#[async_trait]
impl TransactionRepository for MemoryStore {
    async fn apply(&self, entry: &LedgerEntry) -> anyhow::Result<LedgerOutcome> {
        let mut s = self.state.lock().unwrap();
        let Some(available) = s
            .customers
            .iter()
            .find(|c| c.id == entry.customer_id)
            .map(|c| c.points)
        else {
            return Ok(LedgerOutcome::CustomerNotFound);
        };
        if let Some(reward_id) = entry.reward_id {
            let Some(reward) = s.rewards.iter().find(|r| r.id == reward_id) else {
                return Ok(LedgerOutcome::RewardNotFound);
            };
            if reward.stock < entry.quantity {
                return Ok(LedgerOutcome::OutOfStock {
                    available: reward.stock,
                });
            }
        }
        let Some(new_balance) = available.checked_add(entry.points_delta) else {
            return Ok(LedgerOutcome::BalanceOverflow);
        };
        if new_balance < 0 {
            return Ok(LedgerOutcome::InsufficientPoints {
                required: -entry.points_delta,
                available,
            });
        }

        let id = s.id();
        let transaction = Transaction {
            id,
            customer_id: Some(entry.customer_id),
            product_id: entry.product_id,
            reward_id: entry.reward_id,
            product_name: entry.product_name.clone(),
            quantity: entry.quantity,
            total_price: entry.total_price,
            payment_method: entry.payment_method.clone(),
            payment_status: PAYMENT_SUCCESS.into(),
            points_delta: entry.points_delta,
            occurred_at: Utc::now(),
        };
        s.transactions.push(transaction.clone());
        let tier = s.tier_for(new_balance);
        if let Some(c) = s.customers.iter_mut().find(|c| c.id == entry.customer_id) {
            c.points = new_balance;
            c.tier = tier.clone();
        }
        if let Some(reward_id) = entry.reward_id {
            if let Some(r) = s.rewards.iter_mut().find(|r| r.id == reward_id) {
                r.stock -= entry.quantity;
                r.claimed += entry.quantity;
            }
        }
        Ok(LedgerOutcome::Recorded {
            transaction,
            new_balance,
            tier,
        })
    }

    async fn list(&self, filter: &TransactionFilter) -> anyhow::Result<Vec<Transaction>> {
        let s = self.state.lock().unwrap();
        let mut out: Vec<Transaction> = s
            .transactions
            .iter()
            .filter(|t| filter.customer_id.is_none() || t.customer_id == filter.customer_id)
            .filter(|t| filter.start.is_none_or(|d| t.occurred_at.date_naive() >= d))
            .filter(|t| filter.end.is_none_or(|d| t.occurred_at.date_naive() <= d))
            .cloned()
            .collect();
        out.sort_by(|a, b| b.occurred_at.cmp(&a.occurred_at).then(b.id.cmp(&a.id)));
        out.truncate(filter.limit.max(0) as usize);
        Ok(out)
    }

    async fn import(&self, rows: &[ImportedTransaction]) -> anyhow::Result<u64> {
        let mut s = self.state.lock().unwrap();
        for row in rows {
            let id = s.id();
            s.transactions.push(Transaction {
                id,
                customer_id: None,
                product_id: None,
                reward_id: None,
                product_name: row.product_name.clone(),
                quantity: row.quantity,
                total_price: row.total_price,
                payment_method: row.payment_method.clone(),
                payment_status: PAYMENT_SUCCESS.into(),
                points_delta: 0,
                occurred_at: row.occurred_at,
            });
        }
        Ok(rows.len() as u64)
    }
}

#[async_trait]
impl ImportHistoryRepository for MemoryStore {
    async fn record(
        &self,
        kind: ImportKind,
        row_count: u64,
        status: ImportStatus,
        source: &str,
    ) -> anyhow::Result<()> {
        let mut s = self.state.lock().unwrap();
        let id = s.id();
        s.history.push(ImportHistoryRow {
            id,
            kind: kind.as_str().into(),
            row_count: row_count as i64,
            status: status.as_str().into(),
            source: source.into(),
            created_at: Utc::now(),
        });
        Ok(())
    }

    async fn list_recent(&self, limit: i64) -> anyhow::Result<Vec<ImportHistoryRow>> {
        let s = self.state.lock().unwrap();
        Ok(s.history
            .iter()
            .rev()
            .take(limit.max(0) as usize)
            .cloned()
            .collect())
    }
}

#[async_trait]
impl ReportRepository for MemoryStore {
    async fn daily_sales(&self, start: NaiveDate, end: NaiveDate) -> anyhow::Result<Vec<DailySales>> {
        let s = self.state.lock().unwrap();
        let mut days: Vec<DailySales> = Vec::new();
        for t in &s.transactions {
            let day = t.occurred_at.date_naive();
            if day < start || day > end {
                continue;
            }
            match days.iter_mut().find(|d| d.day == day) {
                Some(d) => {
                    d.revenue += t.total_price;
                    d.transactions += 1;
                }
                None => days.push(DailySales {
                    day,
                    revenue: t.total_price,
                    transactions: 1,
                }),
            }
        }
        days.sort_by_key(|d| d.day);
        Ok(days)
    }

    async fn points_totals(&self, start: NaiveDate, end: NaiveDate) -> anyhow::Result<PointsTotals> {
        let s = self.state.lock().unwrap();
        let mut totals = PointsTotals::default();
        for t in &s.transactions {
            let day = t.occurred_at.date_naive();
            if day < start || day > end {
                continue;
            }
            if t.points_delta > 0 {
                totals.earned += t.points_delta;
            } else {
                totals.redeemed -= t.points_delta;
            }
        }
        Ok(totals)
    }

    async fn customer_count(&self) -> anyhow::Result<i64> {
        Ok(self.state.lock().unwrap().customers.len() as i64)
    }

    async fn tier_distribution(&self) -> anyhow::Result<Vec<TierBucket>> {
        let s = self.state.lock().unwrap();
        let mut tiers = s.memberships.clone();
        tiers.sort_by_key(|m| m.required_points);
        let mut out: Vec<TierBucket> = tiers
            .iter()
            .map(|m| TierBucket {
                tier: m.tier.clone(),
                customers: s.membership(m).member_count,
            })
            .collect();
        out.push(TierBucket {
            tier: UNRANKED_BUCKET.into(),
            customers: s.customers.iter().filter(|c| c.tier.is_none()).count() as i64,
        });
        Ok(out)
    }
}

==

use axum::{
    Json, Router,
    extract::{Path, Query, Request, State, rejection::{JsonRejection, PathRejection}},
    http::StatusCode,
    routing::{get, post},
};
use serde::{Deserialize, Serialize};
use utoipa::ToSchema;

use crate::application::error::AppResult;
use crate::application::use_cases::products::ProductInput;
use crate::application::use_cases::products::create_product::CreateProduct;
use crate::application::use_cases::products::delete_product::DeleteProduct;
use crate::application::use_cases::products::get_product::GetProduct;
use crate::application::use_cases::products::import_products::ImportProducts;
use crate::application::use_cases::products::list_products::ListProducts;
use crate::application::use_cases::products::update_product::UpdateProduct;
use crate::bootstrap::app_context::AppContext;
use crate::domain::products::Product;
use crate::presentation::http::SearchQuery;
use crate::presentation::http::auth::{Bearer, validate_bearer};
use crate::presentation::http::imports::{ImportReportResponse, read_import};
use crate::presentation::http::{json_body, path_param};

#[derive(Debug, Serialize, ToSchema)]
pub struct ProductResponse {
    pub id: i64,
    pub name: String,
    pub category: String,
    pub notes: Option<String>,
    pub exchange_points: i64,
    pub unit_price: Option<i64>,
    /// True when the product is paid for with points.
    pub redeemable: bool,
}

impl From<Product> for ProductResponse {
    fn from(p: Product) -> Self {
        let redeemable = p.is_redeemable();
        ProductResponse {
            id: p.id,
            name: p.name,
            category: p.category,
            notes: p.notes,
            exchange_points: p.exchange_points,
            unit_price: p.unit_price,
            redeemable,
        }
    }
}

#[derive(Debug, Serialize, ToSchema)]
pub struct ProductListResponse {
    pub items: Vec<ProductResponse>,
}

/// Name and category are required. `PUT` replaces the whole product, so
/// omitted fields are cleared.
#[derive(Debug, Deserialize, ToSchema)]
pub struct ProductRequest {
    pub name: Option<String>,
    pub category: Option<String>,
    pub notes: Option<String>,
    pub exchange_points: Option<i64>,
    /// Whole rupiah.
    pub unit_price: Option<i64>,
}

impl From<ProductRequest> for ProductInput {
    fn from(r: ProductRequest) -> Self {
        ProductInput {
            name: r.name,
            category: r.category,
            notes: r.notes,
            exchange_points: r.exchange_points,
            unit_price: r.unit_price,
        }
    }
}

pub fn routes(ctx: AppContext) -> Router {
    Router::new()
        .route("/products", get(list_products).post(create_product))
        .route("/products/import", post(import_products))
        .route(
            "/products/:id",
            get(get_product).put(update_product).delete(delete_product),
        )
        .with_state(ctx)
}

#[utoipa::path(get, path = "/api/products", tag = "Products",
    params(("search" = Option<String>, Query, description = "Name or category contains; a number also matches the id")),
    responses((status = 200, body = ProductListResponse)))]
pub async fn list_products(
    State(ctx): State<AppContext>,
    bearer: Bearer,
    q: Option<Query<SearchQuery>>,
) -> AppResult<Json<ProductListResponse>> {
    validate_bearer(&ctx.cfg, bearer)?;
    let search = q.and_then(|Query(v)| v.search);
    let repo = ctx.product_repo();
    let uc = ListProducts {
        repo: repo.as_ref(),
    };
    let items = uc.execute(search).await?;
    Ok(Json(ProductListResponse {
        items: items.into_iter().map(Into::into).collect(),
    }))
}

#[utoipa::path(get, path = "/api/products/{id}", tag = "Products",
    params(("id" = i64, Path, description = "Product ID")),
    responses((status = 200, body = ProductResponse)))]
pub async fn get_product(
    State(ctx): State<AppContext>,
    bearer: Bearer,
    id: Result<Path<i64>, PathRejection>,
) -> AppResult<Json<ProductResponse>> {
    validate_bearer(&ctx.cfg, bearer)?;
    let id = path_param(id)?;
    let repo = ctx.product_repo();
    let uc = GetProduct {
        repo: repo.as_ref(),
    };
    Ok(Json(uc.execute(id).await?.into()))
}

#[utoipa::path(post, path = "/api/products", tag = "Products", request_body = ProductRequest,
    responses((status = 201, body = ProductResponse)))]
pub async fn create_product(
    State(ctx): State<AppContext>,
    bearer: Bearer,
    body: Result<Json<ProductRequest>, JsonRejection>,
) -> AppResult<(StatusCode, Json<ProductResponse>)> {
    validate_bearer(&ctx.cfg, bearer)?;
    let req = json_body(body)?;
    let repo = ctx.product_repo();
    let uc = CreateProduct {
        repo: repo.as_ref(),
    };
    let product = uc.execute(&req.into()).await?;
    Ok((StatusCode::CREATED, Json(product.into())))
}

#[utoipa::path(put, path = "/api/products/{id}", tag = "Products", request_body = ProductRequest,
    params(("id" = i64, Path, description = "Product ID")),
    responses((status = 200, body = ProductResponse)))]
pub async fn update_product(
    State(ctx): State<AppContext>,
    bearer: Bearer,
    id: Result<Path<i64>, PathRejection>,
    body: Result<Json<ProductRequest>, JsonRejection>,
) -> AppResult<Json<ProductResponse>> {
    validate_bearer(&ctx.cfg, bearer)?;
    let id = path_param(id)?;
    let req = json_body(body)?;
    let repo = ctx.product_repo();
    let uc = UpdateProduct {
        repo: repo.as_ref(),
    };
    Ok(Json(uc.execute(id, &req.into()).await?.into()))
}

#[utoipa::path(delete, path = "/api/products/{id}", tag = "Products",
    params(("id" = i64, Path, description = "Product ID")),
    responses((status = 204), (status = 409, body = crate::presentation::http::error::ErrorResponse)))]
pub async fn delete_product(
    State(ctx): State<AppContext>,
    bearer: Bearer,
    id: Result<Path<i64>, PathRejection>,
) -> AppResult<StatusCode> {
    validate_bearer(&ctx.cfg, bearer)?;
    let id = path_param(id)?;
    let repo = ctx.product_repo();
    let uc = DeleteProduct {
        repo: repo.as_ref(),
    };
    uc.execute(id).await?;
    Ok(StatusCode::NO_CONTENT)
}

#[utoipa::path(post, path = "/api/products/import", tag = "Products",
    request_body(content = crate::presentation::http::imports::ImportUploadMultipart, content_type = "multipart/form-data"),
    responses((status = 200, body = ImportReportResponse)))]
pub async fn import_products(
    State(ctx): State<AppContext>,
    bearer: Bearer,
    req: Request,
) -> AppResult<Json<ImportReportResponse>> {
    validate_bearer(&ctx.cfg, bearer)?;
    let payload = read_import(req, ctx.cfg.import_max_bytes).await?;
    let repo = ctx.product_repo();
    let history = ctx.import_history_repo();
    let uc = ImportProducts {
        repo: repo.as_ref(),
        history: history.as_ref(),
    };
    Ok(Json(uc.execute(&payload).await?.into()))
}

...

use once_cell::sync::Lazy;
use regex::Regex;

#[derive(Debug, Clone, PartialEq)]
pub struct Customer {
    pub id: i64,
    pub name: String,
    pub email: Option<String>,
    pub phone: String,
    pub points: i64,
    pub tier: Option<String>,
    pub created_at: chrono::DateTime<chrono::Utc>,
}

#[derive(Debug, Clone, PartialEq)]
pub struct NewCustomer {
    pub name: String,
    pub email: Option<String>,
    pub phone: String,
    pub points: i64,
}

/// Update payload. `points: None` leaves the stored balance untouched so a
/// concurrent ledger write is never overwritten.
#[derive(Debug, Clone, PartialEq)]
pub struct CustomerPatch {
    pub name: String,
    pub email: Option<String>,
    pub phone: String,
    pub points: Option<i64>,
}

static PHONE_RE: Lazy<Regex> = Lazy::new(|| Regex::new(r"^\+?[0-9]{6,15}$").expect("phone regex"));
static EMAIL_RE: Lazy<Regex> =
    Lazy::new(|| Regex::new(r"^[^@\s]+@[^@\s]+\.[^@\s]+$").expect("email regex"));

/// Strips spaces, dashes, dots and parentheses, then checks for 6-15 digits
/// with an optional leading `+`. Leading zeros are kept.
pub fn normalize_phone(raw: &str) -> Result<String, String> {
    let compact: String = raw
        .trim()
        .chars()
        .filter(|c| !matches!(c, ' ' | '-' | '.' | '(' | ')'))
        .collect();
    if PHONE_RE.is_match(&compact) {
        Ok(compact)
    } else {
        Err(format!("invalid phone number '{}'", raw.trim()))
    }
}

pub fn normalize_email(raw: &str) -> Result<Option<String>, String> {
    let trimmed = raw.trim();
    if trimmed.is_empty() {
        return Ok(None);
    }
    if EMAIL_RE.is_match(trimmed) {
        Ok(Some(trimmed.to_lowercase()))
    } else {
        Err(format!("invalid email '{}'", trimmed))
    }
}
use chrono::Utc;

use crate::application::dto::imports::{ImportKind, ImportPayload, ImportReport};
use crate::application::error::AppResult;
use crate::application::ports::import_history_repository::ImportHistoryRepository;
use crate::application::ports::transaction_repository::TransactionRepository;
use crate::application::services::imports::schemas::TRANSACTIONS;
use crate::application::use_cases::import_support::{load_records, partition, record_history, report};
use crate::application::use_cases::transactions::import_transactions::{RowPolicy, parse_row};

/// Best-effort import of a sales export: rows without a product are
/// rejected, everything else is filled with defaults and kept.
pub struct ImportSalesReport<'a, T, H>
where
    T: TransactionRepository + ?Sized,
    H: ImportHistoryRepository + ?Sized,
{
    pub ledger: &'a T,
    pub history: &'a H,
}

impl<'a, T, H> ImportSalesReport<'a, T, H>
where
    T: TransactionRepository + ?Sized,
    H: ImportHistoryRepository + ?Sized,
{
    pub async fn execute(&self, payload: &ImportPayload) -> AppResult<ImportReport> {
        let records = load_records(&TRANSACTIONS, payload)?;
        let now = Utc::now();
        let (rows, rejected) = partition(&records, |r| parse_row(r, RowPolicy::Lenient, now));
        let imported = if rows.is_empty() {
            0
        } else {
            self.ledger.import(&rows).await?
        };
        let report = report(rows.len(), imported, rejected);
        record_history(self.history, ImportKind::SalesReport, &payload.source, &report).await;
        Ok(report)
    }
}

### Work to complete
Whichever lines of the records above hold the word "impl" should all be copied out.

### Solution to the exercise
impl TransactionRepository for MemoryStore {
impl ImportHistoryRepository for MemoryStore {
impl ReportRepository for MemoryStore {
impl From<Product> for ProductResponse {
impl From<ProductRequest> for ProductInput {
impl<'a, T, H> ImportSalesReport<'a, T, H>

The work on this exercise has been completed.